Intelligent multi-provider search API with automatic fallback and caching

Project description

Multi-Search-API

Intelligent multi-provider search API with automatic fallback and caching

PyPI version Python Support License: MIT

Features

  • 🔄 Automatic Fallback: Seamlessly switches between multiple search providers
  • 💾 Smart Caching: 1-day result caching to reduce API calls
  • 🚦 Rate Limit Handling: Automatic detection and provider rotation on HTTP 402/429
  • 🔌 Multiple Providers: Support for Serper, SearXNG, Brave, DuckDuckGo, and Google scraping
  • 🎯 Zero Configuration: Works out of the box with sensible defaults
  • 📊 Provider Management: Track status, cache stats, and rate limits

Supported Search Providers

Provider Type Quality Rate Limits API Key Required
Serper API ⭐⭐⭐⭐⭐ Excellent 2,500 free/month Yes
SearXNG Meta-search ⭐⭐⭐⭐ Good Unlimited No
Brave API ⭐⭐⭐⭐⭐ Excellent 1 req/sec free Yes
DuckDuckGo Scraping ⭐⭐⭐⭐ Good ~20 req/min No
Google Scraper Scraping ⭐⭐⭐ Fair Use sparingly No

Installation

pip install multi-search-api

Quick Start

Basic Usage

from multi_search_api import SmartSearchTool

# Initialize (uses environment variables for API keys)
search = SmartSearchTool()

# Perform a search
result = search.search("Python programming tutorials")
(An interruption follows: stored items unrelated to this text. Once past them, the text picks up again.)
//! Vertex-separator partitioning for arbitrary graphs.
//!
//! The separator is grown greedily by removing the vertex with the highest
//! betweenness centrality; every intermediate cut that splits the graph is
//! scored and the best one kept. Its components are then packed into the
//! requested number of parts and the cut itself becomes the overflow part,
//! so every link between parts ends in the overflow part by construction.

use std::collections::{BTreeSet, VecDeque};

use log::{debug, info};
use rayon::prelude::*;

use super::{Partition, Partitioner};
use crate::error::{Result, TopoError};
use crate::topology::Graph;

/// Sources handled by one rayon task; partial sums are combined in chunk
/// order so the result does not depend on scheduling.
const SOURCE_CHUNK: usize = 32;

/// Weights of the separator score terms (lower score is better)
#[derive(Debug, Clone, Copy, PartialEq)]
pub struct ScoreWeights {
    /// Largest piece (component or cut) relative to the node count
    pub largest_piece: f64,
    /// Mean cut-to-component link density over the mean degree
    pub connectivity: f64,
    /// Coefficient of variation of the component sizes
    pub imbalance: f64,
}

impl Default for ScoreWeights {
    fn default() -> Self {
        Self {
            largest_piece: 27.0,
            connectivity: 1.0,
            imbalance: 1.0,
        }
    }
}

/// A vertex cut and the components left after removing it (0-based ids)
#[derive(Debug, Clone, PartialEq)]
pub struct Separator {
    pub cut: Vec<usize>,
    pub components: Vec<Vec<usize>>,
    pub score: f64,
}

#[derive(Debug, Clone)]
pub struct SeparatorPartitioner {
    /// BFS depth beyond which shortest paths are not expanded
    pub cutoff: Option<u32>,
    pub weights: ScoreWeights,
}

impl Default for SeparatorPartitioner {
    fn default() -> Self {
        Self {
            cutoff: Some(4),
            weights: ScoreWeights::default(),
        }
    }
}

impl SeparatorPartitioner {
    /// Search for the best-scoring separator. `None` if no removal sequence
    /// ever leaves more than one component.
    pub fn find_separator(&self, graph: &Graph) -> Option<Separator> {
        let original = zero_based(graph);
        let n = original.len();
        if n == 0 {
            return None;
        }
        let mean_degree = original.iter().map(Vec::len).sum::<usize>() as f64 / n as f64;

        let mut work = original.clone();
        let mut cut = BTreeSet::new();
        let mut best: Option<Separator> = None;

        for _ in 0..n {
            let centrality = betweenness(&work, self.cutoff);
            let Some(v) = argmax(&centrality) else { break };
            if work[v].is_empty() {
                break;
            }
            cut.insert(v);
            remove_vertex(&mut work, v);

            let comps = components(&work, &cut);
            if comps.len() < 2 {
                continue;
            }
            let score = self.score(&original, mean_degree, &cut, &comps);
            debug!("cut of {} leaves {} components, score {:.4}", cut.len(), comps.len(), score);
            if best.as_ref().map_or(true, |b| score < b.score) {
                best = Some(Separator {
                    cut: cut.iter().copied().collect(),
                    components: comps,
                    score,
                });
            }
        }
        best
    }

    fn score(
        &self,
        original: &[Vec<usize>],
        mean_degree: f64,
        cut: &BTreeSet<usize>,
        comps: &[Vec<usize>],
    ) -> f64 {
        let n = original.len() as f64;
        let k = comps.len() as f64;

        let largest = comps.iter().map(Vec::len).max().unwrap_or(0).max(cut.len());
        let largest_piece = largest as f64 / n;

        let mut cut_links = vec![0usize; original.len()];
        for &u in cut {
            for &v in &original[u] {
                cut_links[v] += 1;
            }
        }
        let density: f64 = comps
            .iter()
            .map(|comp| comp.iter().map(|&u| cut_links[u]).sum::<usize>() as f64 / comp.len() as f64)
            .sum();
        let connectivity = if mean_degree > 0.0 {
            density / k / mean_degree
        } else {
            0.0
        };

        let mean = comps.iter().map(Vec::len).sum::<usize>() as f64 / k;
        let variance = comps
            .iter()
            .map(|comp| (comp.len() as f64 - mean).powi(2))
            .sum::<f64>()
            / k;
        let imbalance = if mean > 0.0 { variance.sqrt() / mean } else { 0.0 };

        self.weights.largest_piece * largest_piece
            + self.weights.connectivity * connectivity
            + self.weights.imbalance * imbalance
    }
}

impl Partitioner for SeparatorPartitioner {
    fn partition(&self, graph: &Graph, parts: u32) -> Result<Partition> {
        if parts == 0 {
            return Err(TopoError::InvalidPartCount(parts));
        }
        let Some(separator) = self.find_separator(graph) else {
            if parts == 1 {
                info!("No separator found, keeping all {} nodes in one part", graph.node_count());
                return Ok(Partition::from_nodes(vec![graph.nodes().collect()], Vec::new()));
            }
            return Err(TopoError::NoSeparator);
        };
        info!(
            "Separator: {} cut nodes, {} components, score {:.4}",
            separator.cut.len(),
            separator.components.len(),
            separator.score
        );

        let sizes: Vec<usize> = separator.components.iter().map(Vec::len).collect();
        let groups = pack_best_fit(&sizes, parts as usize);
        let regular = groups
            .iter()
            .map(|group| {
                let mut nodes: Vec<u32> = group
                    .iter()
                    .flat_map(|&c| separator.components[c].iter().map(|&u| u as u32 + 1))
                    .collect();
                nodes.sort_unstable();
                nodes
            })
            .collect();
        let overflow = separator.cut.iter().map(|&u| u as u32 + 1).collect();
        Ok(Partition::from_nodes(regular, overflow))
    }
}

fn zero_based(graph: &Graph) -> Vec<Vec<usize>> {
    graph
        .nodes()
        .map(|u| graph.neighbors(u).iter().map(|&v| v as usize - 1).collect())
        .collect()
}

/// First index holding the largest value
fn argmax(values: &[f64]) -> Option<usize> {
    let mut best: Option<(usize, f64)> = None;
    for (i, &value) in values.iter().enumerate() {
        if best.map_or(true, |(_, b)| value > b) {
            best = Some((i, value));
        }
    }
    best.map(|(i, _)| i)
}

fn remove_vertex(adj: &mut [Vec<usize>], v: usize) {
    let neighbors = std::mem::take(&mut adj[v]);
    for u in neighbors {
        adj[u].retain(|&w| w != v);
    }
}

/// Connected components of the vertices outside `cut`, discovered in index
/// order.
fn components(adj: &[Vec<usize>], cut: &BTreeSet<usize>) -> Vec<Vec<usize>> {
    let mut visited = vec![false; adj.len()];
    let mut comps = Vec::new();
    for start in 0..adj.len() {
        if visited[start] || cut.contains(&start) {
            continue;
        }
        visited[start] = true;
        let mut comp = Vec::new();
        let mut stack = vec![start];
        while let Some(u) = stack.pop() {
            comp.push(u);
            for &v in &adj[u] {
                if !visited[v] {
                    visited[v] = true;
                    stack.push(v);
                }
            }
        }
        comps.push(comp);
    }
    comps
}

/// Per-source scratch space for Brandes' algorithm
struct Brandes {
    sigma: Vec<f64>,
    dist: Vec<i64>,
    delta: Vec<f64>,
    pred: Vec<Vec<usize>>,
    order: Vec<usize>,
    queue: VecDeque<usize>,
}

impl Brandes {
    fn new(n: usize) -> Self {
        Self {
            sigma: vec![0.0; n],
            dist: vec![-1; n],
            delta: vec![0.0; n],
            pred: vec![Vec::new(); n],
            order: Vec::with_capacity(n),
            queue: VecDeque::with_capacity(n),
        }
    }

    /// Add the dependencies of source `s` to `acc`.
    fn accumulate(&mut self, adj: &[Vec<usize>], s: usize, cutoff: Option<u32>, acc: &mut [f64]) {
        self.sigma.fill(0.0);
        self.dist.fill(-1);
        self.delta.fill(0.0);
        self.pred.iter_mut().for_each(Vec::clear);
        self.order.clear();

        self.sigma[s] = 1.0;
        self.dist[s] = 0;
        self.queue.push_back(s);
        while let Some(u) = self.queue.pop_front() {
            self.order.push(u);
            if cutoff.is_some_and(|c| self.dist[u] > i64::from(c)) {
                continue;
            }
            for &v in &adj[u] {
                if self.dist[v] < 0 {
                    self.dist[v] = self.dist[u] + 1;
                    self.queue.push_back(v);
                }
                if self.dist[v] == self.dist[u] + 1 {
                    self.sigma[v] += self.sigma[u];
                    self.pred[v].push(u);
                }
            }
        }

        while let Some(w) = self.order.pop() {
            if self.sigma[w] > 0.0 {
                let coeff = (1.0 + self.delta[w]) / self.sigma[w];
                for &v in &self.pred[w] {
                    self.delta[v] += self.sigma[v] * coeff;
                }
            }
            if w != s {
                acc[w] += self.delta[w];
            }
        }
    }
}

/// Betweenness centrality of every vertex, sources processed in parallel.
pub fn betweenness(adj: &[Vec<usize>], cutoff: Option<u32>) -> Vec<f64> {
    let n = adj.len();
    let sources: Vec<usize> = (0..n).collect();
    let partials: Vec<Vec<f64>> = sources
        .par_chunks(SOURCE_CHUNK)
        .map(|chunk| {
            let mut acc = vec![0.0; n];
            let mut scratch = Brandes::new(n);
            for &s in chunk {
                scratch.accumulate(adj, s, cutoff, &mut acc);
            }
            acc
        })
        .collect();

    let mut total = vec![0.0; n];
    for partial in partials {
        for (t, p) in total.iter_mut().zip(partial) {
            *t += p;
        }
    }
    total
}

/// Pack items of the given sizes into `bins` groups, minimizing the largest
/// group by binary search over the capacity with best-fit decreasing.
/// Returns item indices per group; there are always exactly `bins` groups.
pub fn pack_best_fit(sizes: &[usize], bins: usize) -> Vec<Vec<usize>> {
    let n = sizes.len();
    let mut groups: Vec<Vec<usize>> = if n == 0 || bins == 0 {
        Vec::new()
    } else if bins == 1 {
        vec![(0..n).collect()]
    } else if bins >= n {
        (0..n).map(|i| vec![i]).collect()
    } else {
        let mut order: Vec<usize> = (0..n).collect();
        order.sort_by(|&a, &b| sizes[b].cmp(&sizes[a]));

        let mut low = sizes.iter().copied().max().unwrap_or(0);
        let mut high: usize = sizes.iter().sum();
        // Capacity `sum` always fits and best-fit then fills the first bin.
        let mut best = vec![order.clone()];
        while low <= high {
            let mid = low + (high - low) / 2;
            match best_fit(&order, sizes, bins, mid) {
                Some(assignment) => {
                    best = assignment;
                    if mid == 0 {
                        break;
                    }
                    high = mid - 1;
                }
                None => low = mid + 1,
            }
        }
        best
    };
    groups.resize_with(bins, Vec::new);
    groups
}

fn best_fit(order: &[usize], sizes: &[usize], bins: usize, capacity: usize) -> Option<Vec<Vec<usize>>> {
    let mut groups = vec![Vec::new(); bins];
    let mut loads = vec![0usize; bins];
    for &item in order {
        let size = sizes[item];
        let bin = (0..bins)
            .filter(|&b| loads[b] + size <= capacity)
            .min_by_key(|&b| capacity - (loads[b] + size))?;
        groups[bin].push(item);
        loads[bin] += size;
    }
    Some(groups)
}

#[cfg(test)]
mod tests {
    use super::*;
    use crate::partition::validate::{check_coverage, check_cut};
    use crate::topology::{Blueprint, FatTree};
    use crate::config::GeneratorConfig;

    fn graph(n: u32, edges: &[(u32, u32)]) -> Graph {
        let mut g = Graph::with_nodes(n);
        for &(u, v) in edges {
            g.add_edge(u, v).unwrap();
        }
        g
    }

    /// Two triangles joined through node 4
    fn barbell() -> Graph {
        graph(7, &[(1, 2), (2, 3), (1, 3), (3, 4), (4, 5), (5, 6), (6, 7), (5, 7)])
    }

    #[test]
    fn test_betweenness_of_path() {
        let adj = zero_based(&graph(3, &[(1, 2), (2, 3)]));
        let c = betweenness(&adj, None);
        // The middle node lies on both directed shortest paths between the ends.
        assert_eq!(c, vec![0.0, 2.0, 0.0]);
    }

    #[test]
    fn test_bridge_node_is_the_separator() {
        let sep = SeparatorPartitioner::default().find_separator(&barbell()).unwrap();
        assert_eq!(sep.cut, vec![3]);
        assert_eq!(sep.components, vec![vec![0, 2, 1], vec![4, 6, 5]]);

        let p = SeparatorPartitioner::default().partition(&barbell(), 2).unwrap();
        assert_eq!(p.parts(), &[vec![1, 2, 3], vec![5, 6, 7], vec![4]]);
    }

    #[test]
    fn test_complete_graph_has_no_separator() {
        let k4 = graph(4, &[(1, 2), (1, 3), (1, 4), (2, 3), (2, 4), (3, 4)]);
        let partitioner = SeparatorPartitioner::default();
        assert!(matches!(partitioner.partition(&k4, 2), Err(TopoError::NoSeparator)));

        let p = partitioner.partition(&k4, 1).unwrap();
        assert_eq!(p.parts(), &[vec![1, 2, 3, 4], vec![]]);
    }

    #[test]
    fn test_pack_best_fit_minimizes_largest_group() {
        let sizes = [5, 4, 3, 3, 1];
        let groups = pack_best_fit(&sizes, 2);
        let mut loads: Vec<usize> = groups
            .iter()
            .map(|g| g.iter().map(|&i| sizes[i]).sum())
            .collect();
        loads.sort_unstable();
        assert_eq!(loads, vec![8, 8]);
    }

    #[test]
    fn test_pack_pads_to_bin_count() {
        assert_eq!(pack_best_fit(&[3, 2], 4), vec![vec![0], vec![1], vec![], vec![]]);
        assert_eq!(pack_best_fit(&[3, 2], 1), vec![vec![0, 1]]);
        assert_eq!(pack_best_fit(&[], 2), vec![Vec::<usize>::new(), Vec::new()]);
    }

    #[test]
    fn test_fattree_separator_partition_is_valid() {
        let bp: Blueprint = FatTree::new(4)
            .unwrap()
            .generate(&GeneratorConfig::default())
            .unwrap();
        let g = Graph::from_blueprint(&bp).unwrap();
        let p = SeparatorPartitioner::default().partition(&g, 2).unwrap();
        assert_eq!(p.len(), 3);
        check_coverage(&p, bp.len()).unwrap();
        check_cut(&bp, &p).unwrap();
    }

    #[test]
    fn test_deterministic() {
        let g = barbell();
        let a = SeparatorPartitioner::default().partition(&g, 2).unwrap();
        let b = SeparatorPartitioner::default().partition(&g, 2).unwrap();
        assert_eq!(a, b);
    }
}
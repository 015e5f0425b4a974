//! Undirected simple graphs with dense 1-based node ids.
//!
//! This is the intermediate form between a GML file and a blueprint, and the
//! input to the generic partitioner.

use std::collections::HashMap;

use log::{debug, warn};
use rand::Rng;

use crate::error::{Result, TopoError};
use crate::gml_parser::GmlGraph;
use crate::topology::blueprint::Blueprint;

/// Simple undirected graph over nodes `1..=n`.
///
/// Adjacency lists keep insertion order; that order decides link address
/// allocation, so it is part of the reproducibility contract.
#[derive(Debug, Clone, Default, PartialEq, Eq)]
pub struct Graph {
    /// `adj[u - 1]` lists the neighbors of `u`
    adj: Vec<Vec<u32>>,
}

impl Graph {
    pub fn with_nodes(n: u32) -> Self {
        Self {
            adj: vec![Vec::new(); n as usize],
        }
    }

    pub fn node_count(&self) -> u32 {
        self.adj.len() as u32
    }

    pub fn edge_count(&self) -> usize {
        self.adj.iter().map(Vec::len).sum::<usize>() / 2
    }

    pub fn nodes(&self) -> impl Iterator<Item = u32> {
        1..=self.node_count()
    }

    pub fn neighbors(&self, u: u32) -> &[u32] {
        (u as usize)
            .checked_sub(1)
            .and_then(|pos| self.adj.get(pos))
            .map_or(&[], Vec::as_slice)
    }

    /// Add a fresh node and return its id.
    pub fn add_node(&mut self) -> u32 {
        self.adj.push(Vec::new());
        self.node_count()
    }

    /// Add the undirected edge `u -- v`. Returns `false` if it already
    /// existed. Self-loops and unknown endpoints are rejected.
    pub fn add_edge(&mut self, u: u32, v: u32) -> Result<bool> {
        let n = self.node_count();
        if u == 0 || v == 0 || u > n || v > n {
            return Err(TopoError::InvalidBlueprint(format!(
                "edge {u} -- {v} references a node outside 1..={n}"
            )));
        }
        if u == v {
            return Err(TopoError::InvalidBlueprint(format!("self-loop on node {u}")));
        }
        if self.adj[u as usize - 1].contains(&v) {
            return Ok(false);
        }
        self.adj[u as usize - 1].push(v);
        self.adj[v as usize - 1].push(u);
        Ok(true)
    }

    pub fn has_edge(&self, u: u32, v: u32) -> bool {
        self.neighbors(u).contains(&v)
    }

    /// Undirected edges `(u, v)` with `u < v`, in adjacency order.
    pub fn edges(&self) -> impl Iterator<Item = (u32, u32)> + '_ {
        self.nodes().flat_map(move |u| {
            self.neighbors(u)
                .iter()
                .filter(move |&&v| u < v)
                .map(move |&v| (u, v))
        })
    }

    /// Number of nodes reachable from node 1, using an explicit stack.
    pub fn reachable_from_first(&self) -> usize {
        if self.adj.is_empty() {
            return 0;
        }
        let mut visited = vec![false; self.adj.len()];
        let mut stack = vec![1u32];
        visited[0] = true;
        let mut count = 1;
        while let Some(u) = stack.pop() {
            for &v in self.neighbors(u) {
                let seen = &mut visited[v as usize - 1];
                if !*seen {
                    *seen = true;
                    count += 1;
                    stack.push(v);
                }
            }
        }
        count
    }

    /// Fail with `DisconnectedTopology` unless every node is reachable
    /// from node 1.
    pub fn check_connected(&self) -> Result<()> {
        let total = self.adj.len();
        let reached = self.reachable_from_first();
        if total == 0 || reached != total {
            return Err(TopoError::DisconnectedTopology { reached, total });
        }
        Ok(())
    }

    /// The link structure of a blueprint, neighbors in blueprint order.
    pub fn from_blueprint(blueprint: &Blueprint) -> Result<Self> {
        let mut graph = Graph::with_nodes(blueprint.len() as u32);
        for router in &blueprint.routers {
            for neigh in &router.neighbors {
                graph.add_edge(router.idx, neigh.peeridx)?;
            }
        }
        Ok(graph)
    }

    /// Relabel a GML graph to dense ids in order of first appearance.
    ///
    /// Duplicate nodes and parallel edges collapse; self-loops are dropped.
    pub fn from_gml(gml: &GmlGraph) -> Result<Self> {
        let mut ids: HashMap<i64, u32> = HashMap::new();
        let mut graph = Graph::default();
        for node in &gml.nodes {
            if !ids.contains_key(&node.id) {
                let dense = graph.add_node();
                ids.insert(node.id, dense);
            }
        }

        let lookup = |gml_id: i64| {
            ids.get(&gml_id)
                .copied()
                .ok_or_else(|| TopoError::Gml(format!("edge references unknown node {gml_id}")))
        };
        for edge in &gml.edges {
            let (u, v) = (lookup(edge.source)?, lookup(edge.target)?);
            if u == v {
                warn!("Dropping self-loop on GML node {}", edge.source);
                continue;
            }
            graph.add_edge(u, v)?;
        }
        Ok(graph)
    }

    /// `copies` disjoint copies of this graph, copy `i` offset by
    /// `i * n`, each later copy joined to the earlier ones by a single
    /// uniformly random edge.
    ///
    /// The join edge keeps the union connected; it is a heuristic and does
    /// not try to preserve diameter or cut structure.
    pub fn replicate<R: Rng>(&self, copies: u32, rng: &mut R) -> Result<Self> {
        let n = self.node_count();
        let total = n
            .checked_mul(copies)
            .ok_or_else(|| TopoError::InvalidTopologyId(format!("{n} nodes x {copies} copies")))?;
        let mut graph = Graph::with_nodes(total);
        for i in 0..copies {
            let offset = n * i;
            for u in self.nodes() {
                for &v in self.neighbors(u) {
                    graph.add_edge(u + offset, v + offset)?;
                }
            }
            if i == 0 || n == 0 {
                continue;
            }

            let u = rng.gen_range(offset + 1..=offset + n);
            let v = rng.gen_range(1..=offset);
            debug!("add_edge {u} -- {v}");
            graph.add_edge(u, v)?;
        }
        Ok(graph)
    }
}
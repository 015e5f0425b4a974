//! Live wiring of a blueprint into per-router network namespaces.
//!
//! Every link becomes a veth pair whose ends are moved into the two routers'
//! namespaces, renamed, brought up and addressed. Once every link exists,
//! each router gets a permanent neighbor entry per peer so that no ARP is
//! needed at runtime.
//!
//! Failures are collected per link or per neighbor entry and never abort
//! sibling work.

pub mod backend;
pub mod namespaces;
pub mod sim;
pub mod wirer;

use std::fmt;
use std::io;
use std::time::Duration;

pub use backend::{IpCommandBackend, NamespaceBackend};
pub use namespaces::ContainerNamespaces;
pub use sim::SimulatedBackend;
pub use wirer::{NetworkWirer, Operation, OperationResult, WireReport};

/// Name of a network namespace as known to `ip netns`
#[derive(Debug, Clone, PartialEq, Eq, Hash, PartialOrd, Ord)]
pub struct NamespaceHandle(String);

impl NamespaceHandle {
    pub fn new(name: impl Into<String>) -> Self {
        Self(name.into())
    }

    pub fn name(&self) -> &str {
        &self.0
    }
}

impl fmt::Display for NamespaceHandle {
    fn fmt(&self, f: &mut fmt::Formatter<'_>) -> fmt::Result {
        f.write_str(&self.0)
    }
}

/// Failure of a single namespace operation
#[derive(Debug, thiserror::Error)]
pub enum WireError {
    #[error("no namespace handle for router {router}: {reason}")]
    MissingNamespace { router: u32, reason: String },

    #[error("network namespace {0} does not exist")]
    NamespaceNotFound(String),

    #[error("interface {ifname} not found in namespace {namespace}")]
    NoSuchInterface { namespace: String, ifname: String },

    #[error("interface {0} already exists")]
    InterfaceExists(String),

    #[error("address {address} already in use on {ifname}")]
    AddressInUse { address: String, ifname: String },

    #[error("command failed: {command}: {stderr}")]
    CommandFailed { command: String, stderr: String },

    #[error("command timed out after {after:?}: {command}")]
    Timeout { command: String, after: Duration },

    #[error("failed to run {command}: {source}")]
    Spawn {
        command: String,
        #[source]
        source: io::Error,
    },
}
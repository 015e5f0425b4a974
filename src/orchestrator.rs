//! Generation orchestrator.
//!
//! This module coordinates a full generation run: building the blueprint,
//! recreating the topology's output directory, and writing the blueprint and
//! one daemon configuration per router.

use std::fs;
use std::path::{Path, PathBuf};

use log::info;

use crate::config::GeneratorConfig;
use crate::error::Result;
use crate::render::{config_file_name, render};
use crate::topology::{Blueprint, BlueprintGenerator, ImageKind, TopologyKind};

/// File name of the persisted blueprint inside a topology directory
pub const BLUEPRINT_FILE: &str = "blueprint.json";

/// `<output_root>/<image>/<topology dir name>`
pub fn topology_dir(output_root: &Path, image: ImageKind, kind: &TopologyKind) -> PathBuf {
    output_root.join(image.as_str()).join(kind.dir_name())
}

/// Generate a topology and write all of its artifacts, returning the output
/// directory.
///
/// The blueprint is built before anything is touched on disk, so a failed
/// generation leaves any previous output in place.
pub fn generate_topology(
    config: &GeneratorConfig,
    image: ImageKind,
    kind: &TopologyKind,
) -> Result<PathBuf> {
    let blueprint = BlueprintGenerator::new(config.clone()).generate(kind)?;
    let dir = topology_dir(&config.output_root, image, kind);
    write_topology(&dir, image, &blueprint)?;
    Ok(dir)
}

/// Replace `dir` with the blueprint and rendered configurations.
pub fn write_topology(dir: &Path, image: ImageKind, blueprint: &Blueprint) -> Result<()> {
    if dir.exists() {
        fs::remove_dir_all(dir)?;
    }
    fs::create_dir_all(dir)?;

    blueprint.save(&dir.join(BLUEPRINT_FILE))?;
    for router in &blueprint.routers {
        fs::write(dir.join(config_file_name(router.idx)), render(image, router))?;
    }
    info!(
        "Wrote {} and {} {} configurations to {}",
        BLUEPRINT_FILE,
        blueprint.len(),
        image,
        dir.display()
    );
    Ok(())
}

#[cfg(test)]
mod tests {
    use super::*;
    use crate::error::TopoError;
    use tempfile::tempdir;

    fn config_in(root: &Path) -> GeneratorConfig {
        GeneratorConfig {
            output_root: root.join("conf"),
            topozoo_dir: root.join("topozoo"),
            ..GeneratorConfig::default()
        }
    }

    #[test]
    fn test_generate_fattree_outputs() {
        let tmp = tempdir().unwrap();
        let config = config_in(tmp.path());
        let dir = generate_topology(&config, ImageKind::Frr, &TopologyKind::FatTree { k: 2 }).unwrap();

        assert_eq!(dir, tmp.path().join("conf/frr/fattree2"));
        let bp = Blueprint::load(&dir.join(BLUEPRINT_FILE)).unwrap();
        assert_eq!(bp.len(), 5);
        for idx in 1..=5 {
            assert!(dir.join(format!("node_{idx}.conf")).is_file());
        }
        assert!(!dir.join("node_6.conf").exists());
    }

    #[test]
    fn test_output_dir_is_recreated() {
        let tmp = tempdir().unwrap();
        let config = config_in(tmp.path());
        let kind = TopologyKind::FatTree { k: 2 };
        let dir = topology_dir(&config.output_root, ImageKind::Bird, &kind);
        fs::create_dir_all(&dir).unwrap();
        fs::write(dir.join("stale.conf"), "old").unwrap();

        generate_topology(&config, ImageKind::Bird, &kind).unwrap();
        assert!(!dir.join("stale.conf").exists());
        assert!(dir.join("node_1.conf").is_file());
    }

    #[test]
    fn test_failed_generation_writes_nothing() {
        let tmp = tempdir().unwrap();
        let config = config_in(tmp.path());
        let kind = TopologyKind::TopoZoo { name: "Missing".into() };
        let err = generate_topology(&config, ImageKind::Crpd, &kind).unwrap_err();
        assert!(matches!(err, TopoError::TopologyNotFound(_)));
        assert!(!config.output_root.exists());
    }
}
print(f"Provider used: {result['provider']}")
print(f"Results found: {len(result['results'])}")

for item in result['results'][:3]:
    print(f"\n{item['title']}")
    print(f"{item['snippet']}")
    print(f"{item['link']}")

With API Keys

from multi_search_api import SmartSearchTool

# Initialize with explicit API keys
search = SmartSearchTool(
    serper_api_key="your-serper-key",
    brave_api_key="your-brave-key"
)

result = search.search("AI news 2025", num_results=10)

Environment Variables

Create a .env file:

SERPER_API_KEY=your_serper_api_key_here
BRAVE_API_KEY=your_brave_api_key_here

The tool will automatically load these keys.

Advanced Usage

Recent Content Search

import asyncio
from multi_search_api import SmartSearchTool

async def search_recent():
    search = SmartSearchTool()

    # Search for content from last 14 days
    results = await search.search_recent_content(
        query="AI breakthroughs",
        max_results=10,
        days_back=14,
        language="en"
    )

    return results

results = asyncio.run(search_recent())

Cache Management

search = SmartSearchTool()

# Get cache statistics
stats = search.get_status()
print(f"Cache entries: {stats['cache']['total_entries']}")

# Clear expired cache entries
search.clear_cache()

# Disable caching
search.disable_cache()

# Re-enable caching
search.enable_cache()

Rate Limit Management

search = SmartSearchTool()

# Check provider status
status = search.get_status()
print(f"Active providers: {status['providers']}")
print(f"Rate limited: {status['rate_limited_providers']}")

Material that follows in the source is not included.